WHAT TO WORK ON:
Check each line of the data below for the string "BalancingStrategy", then report how many lines have it and nothing else.

DATA SHOWN:

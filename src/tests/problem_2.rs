//! Maximization with a degenerate dual: the third variable stays out of the basis.
//!
//! max 5 x1 + 4.5 x2 + 6 x3
//! s.t. 6 x1 + 5 x2 + 8 x3 <= 60
//!      10 x1 + 20 x2 + 10 x3 <= 150
//!      x1 <= 8
use crate::algorithm::Solve;
use crate::config::{Backend, SolverConfig};
use crate::data::linear_program::elements::{ConstraintType, Objective};
use crate::data::linear_program::general_form::LinearProgram;
use crate::data::linear_program::solution::State;
use crate::tests::{configs, init_logging};

fn general_form() -> LinearProgram {
    LinearProgram::new(
        Objective::Maximize,
        0_f64,
        vec![5_f64, 4.5, 6_f64],
        vec![vec![6_f64, 5_f64, 8_f64], vec![10_f64, 20_f64, 10_f64], vec![1_f64, 0_f64, 0_f64]],
        vec![ConstraintType::Less; 3],
        vec![60_f64, 150_f64, 8_f64],
        &[],
    ).unwrap()
}

#[test]
fn solve() {
    init_logging();

    for config in configs() {
        let solution = general_form().solve(&config);
        assert_eq!(solution.state, State::Solved, "{config:?}");
        assert_abs_diff_eq!(solution.objective_value, 51.428_571_4, epsilon = 1e-9);
        for (actual, expected) in solution.x.iter().zip([6.428_571_4, 4.285_714_3, 0_f64]) {
            assert_abs_diff_eq!(*actual, expected, epsilon = 1e-9);
        }
        for (actual, expected) in solution.shadow_price.iter().zip([0.785_714_3, 0.028_571_4, 0_f64]) {
            assert_abs_diff_eq!(*actual, expected, epsilon = 1e-9);
        }
        for (actual, expected) in solution.reduced_cost.iter().zip([0_f64, 0_f64, 0.571_428_6]) {
            assert_abs_diff_eq!(*actual, expected, epsilon = 1e-9);
        }
        assert_eq!(solution.iterations, 3);
    }
}

#[test]
fn precision() {
    let config = SolverConfig::default().with_precision(2).with_backend(Backend::Rational);
    let solution = general_form().solve(&config);
    assert_eq!(solution.objective_value, 51.43);
    assert_eq!(solution.x, vec![6.43, 4.29, 0_f64]);
}
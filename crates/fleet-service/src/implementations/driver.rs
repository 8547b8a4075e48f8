//! Simulated process launching.

use async_trait::async_trait;
use fleet_types::{FleetError, InstanceConfig, InstanceDriver};
use std::sync::atomic::{AtomicU32, Ordering};
use std::time::Duration;
use tracing::{debug, info};

const FIRST_PID: u32 = 10_000;

/// Hands out increasing pseudo process ids after an optional delay.
pub struct SimulatedDriver {
	next_pid: AtomicU32,
	launch_delay: Duration,
}

impl SimulatedDriver {
	pub fn new() -> Self {
		Self::with_launch_delay(Duration::ZERO)
	}

	pub fn with_launch_delay(launch_delay: Duration) -> Self {
		Self {
			next_pid: AtomicU32::new(FIRST_PID),
			launch_delay,
		}
	}
}

impl Default for SimulatedDriver {
	fn default() -> Self {
		Self::new()
	}
}

#[async_trait]
impl InstanceDriver for SimulatedDriver {
	async fn launch(&self, config: &InstanceConfig) -> Result<u32, FleetError> {
		if !self.launch_delay.is_zero() {
			tokio::time::sleep(self.launch_delay).await;
		}
		let pid = self.next_pid.fetch_add(1, Ordering::SeqCst);
		info!(
			"Launched {} on {} (pid {}, {} MB, {} cpu)",
			config.instance_id,
			config.address(),
			pid,
			config.memory_limit,
			config.cpu_limit
		);
		Ok(pid)
	}

	async fn terminate(&self, config: &InstanceConfig, pid: Option<u32>) -> Result<(), FleetError> {
		debug!("Terminated {} (pid {:?})", config.instance_id, pid);
		Ok(())
	}
}
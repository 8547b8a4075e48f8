//! Registry and lifecycle manager for service instances.
//!
//! The registry is the single owner of every [`ServiceInstance`]. It enforces
//! the instance state machine, gates starts on dependencies, delegates the
//! actual process work to an [`InstanceDriver`] and runs the periodic
//! liveness probing that drives automatic restarts.
//!
//! Status listeners run synchronously after the state lock is released, in
//! registration order, once per transition.

use chrono::Utc;
use dashmap::DashSet;
use fleet_config::FleetConfig;
use fleet_types::{
	FleetError, HealthProbe, InstanceConfig, InstanceDriver, InstanceHealth, InstanceId,
	InstanceStatus, ServiceCategory, ServiceInstance, StatusListener,
};
use futures::future::join_all;
use serde::Serialize;
use std::collections::{BTreeMap, HashMap, HashSet};
use std::panic::AssertUnwindSafe;
use std::sync::atomic::{AtomicBool, Ordering};
use std::sync::Arc;
use std::time::Duration;
use tokio::sync::{broadcast, Mutex, RwLock};
use tokio::task::JoinHandle;
use tracing::{debug, error, info, warn};

/// Tunables of the registry.
#[derive(Debug, Clone, PartialEq)]
pub struct RegistryOptions {
	pub probe_interval: Duration,
	/// Pause between stop and start during a restart
	pub restart_pause: Duration,
	/// Consecutive probe failures at which a running instance is put in error
	pub failure_ceiling: u32,
}

impl Default for RegistryOptions {
	fn default() -> Self {
		Self {
			probe_interval: Duration::from_secs(10),
			restart_pause: Duration::from_secs(1),
			failure_ceiling: 5,
		}
	}
}
//! Simulated metrics and liveness sources.
//!
//! The daemon has no real instrumentation of its instances, so by default it
//! plugs these into the health monitor and the registry. Both can be seeded
//! for reproducible runs.

use async_trait::async_trait;
use fleet_types::{FleetError, HealthProbe, InstanceConfig, MetricsProvider, MetricsSnapshot};
use rand::rngs::StdRng;
use rand::{Rng, SeedableRng};
use std::sync::Mutex;

fn rng_from(seed: Option<u64>) -> Mutex<StdRng> {
	Mutex::new(match seed {
		Some(seed) => StdRng::seed_from_u64(seed),
		None => StdRng::from_entropy(),
	})
}

/// Draws every reading uniformly from a plausible range.
pub struct SimulatedMetricsProvider {
	rng: Mutex<StdRng>,
}

impl SimulatedMetricsProvider {
	pub fn new() -> Self {
		Self {
			rng: rng_from(None),
		}
	}

	pub fn seeded(seed: u64) -> Self {
		Self {
			rng: rng_from(Some(seed)),
		}
	}
}

impl Default for SimulatedMetricsProvider {
	fn default() -> Self {
		Self::new()
	}
}

#[async_trait]
impl MetricsProvider for SimulatedMetricsProvider {
	async fn snapshot(&self, _config: &InstanceConfig) -> Result<MetricsSnapshot, FleetError> {
		let mut rng = self
			.rng
			.lock()
			.map_err(|_| FleetError::Metrics("metrics generator poisoned".into()))?;

		Ok(MetricsSnapshot {
			cpu_usage: rng.gen_range(10.0..95.0),
			memory_usage: rng.gen_range(20.0..90.0),
			avg_response_time: rng.gen_range(50.0..2000.0),
			error_rate: rng.gen_range(0.0..0.15),
			load: rng.gen_range(0.1..1.0),
			connections: rng.gen_range(0..=150),
			total_requests: 0,
		})
	}
}

/// Answers healthy with a fixed probability.
pub struct SimulatedProbe {
	healthy_ratio: f64,
	rng: Mutex<StdRng>,
}

impl SimulatedProbe {
	pub fn new(healthy_ratio: f64) -> Self {
		Self {
			healthy_ratio: healthy_ratio.clamp(0.0, 1.0),
			rng: rng_from(None),
		}
	}

	pub fn seeded(healthy_ratio: f64, seed: u64) -> Self {
		Self {
			healthy_ratio: healthy_ratio.clamp(0.0, 1.0),
			rng: rng_from(Some(seed)),
		}
	}
}

impl Default for SimulatedProbe {
	fn default() -> Self {
		Self::new(0.9)
	}
}

#[async_trait]
impl HealthProbe for SimulatedProbe {
	async fn probe(&self, config: &InstanceConfig) -> Result<bool, FleetError> {
		let mut rng = self.rng.lock().map_err(|_| {
			FleetError::HealthProbe(format!("probe of {} poisoned", config.instance_id))
		})?;
		Ok(rng.gen_bool(self.healthy_ratio))
	}
}

#[cfg(test)]
mod tests {
	use super::*;
	use fleet_types::ServiceCategory;

	#[tokio::test]
	async fn test_snapshot_ranges() {
		let provider = SimulatedMetricsProvider::seeded(7);
		let config = InstanceConfig::new(ServiceCategory::Wisdom);

		for _ in 0..200 {
			let s = provider.snapshot(&config).await.unwrap();
			assert!((10.0..95.0).contains(&s.cpu_usage));
			assert!((20.0..90.0).contains(&s.memory_usage));
			assert!((50.0..2000.0).contains(&s.avg_response_time));
			assert!((0.0..0.15).contains(&s.error_rate));
			assert!((0.1..1.0).contains(&s.load));
			assert!(s.connections <= 150);
		}
	}

	#[tokio::test]
	async fn test_seeded_providers_agree() {
		let a = SimulatedMetricsProvider::seeded(42);
		let b = SimulatedMetricsProvider::seeded(42);
		let config = InstanceConfig::new(ServiceCategory::Relevance);

		for _ in 0..5 {
			assert_eq!(
				a.snapshot(&config).await.unwrap(),
				b.snapshot(&config).await.unwrap()
			);
		}
	}

	#[tokio::test]
	async fn test_probe_extremes() {
		let config = InstanceConfig::new(ServiceCategory::Integration);
		let always = SimulatedProbe::seeded(1.0, 1);
		let never = SimulatedProbe::seeded(0.0, 1);
		for _ in 0..20 {
			assert!(always.probe(&config).await.unwrap());
			assert!(!never.probe(&config).await.unwrap());
		}
		// Out-of-range ratios are clamped.
		assert!(SimulatedProbe::seeded(3.0, 1).probe(&config).await.unwrap());
	}
}
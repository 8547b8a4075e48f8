//! Load-balancing strategies.

use serde::{Deserialize, Serialize};
use std::fmt;
use std::str::FromStr;

/// How the load balancer chooses among the healthy instances of a category.
#[derive(Debug, Clone, Copy, Default, PartialEq, Eq, Hash, Serialize, Deserialize)]
#[serde(rename_all = "snake_case")]
pub enum BalancingStrategy {
	#[default]
	RoundRobin,
	WeightedRoundRobin,
	LeastConnections,
	LeastResponseTime,
	/// Scores instances by connections, latency, load and errors, scaled by
	/// request complexity
	CognitiveAware,
}

impl BalancingStrategy {
	pub fn as_str(&self) -> &'static str {
		match self {
			Self::RoundRobin => "round_robin",
			Self::WeightedRoundRobin => "weighted_round_robin",
			Self::LeastConnections => "least_connections",
			Self::LeastResponseTime => "least_response_time",
			Self::CognitiveAware => "cognitive_aware",
		}
	}
}

impl fmt::Display for BalancingStrategy {
	fn fmt(&self, f: &mut fmt::Formatter<'_>) -> fmt::Result {
		f.write_str(self.as_str())
	}
}

impl FromStr for BalancingStrategy {
	type Err = String;

	fn from_str(s: &str) -> Result<Self, Self::Err> {
		match s {
			"round_robin" => Ok(Self::RoundRobin),
			"weighted_round_robin" => Ok(Self::WeightedRoundRobin),
			"least_connections" => Ok(Self::LeastConnections),
			"least_response_time" => Ok(Self::LeastResponseTime),
			"cognitive_aware" => Ok(Self::CognitiveAware),
			other => Err(format!("unknown load balancing strategy: {}", other)),
		}
	}
}

#[cfg(test)]
mod tests {
	use super::*;

	#[test]
	fn test_strategy_names() {
		assert_eq!(
			"least_response_time".parse::<BalancingStrategy>().unwrap(),
			BalancingStrategy::LeastResponseTime
		);
		assert_eq!(BalancingStrategy::CognitiveAware.to_string(), "cognitive_aware");
		assert!("fastest".parse::<BalancingStrategy>().is_err());
		assert_eq!(BalancingStrategy::default(), BalancingStrategy::RoundRobin);
	}
}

RESULT OF THE TASK:
9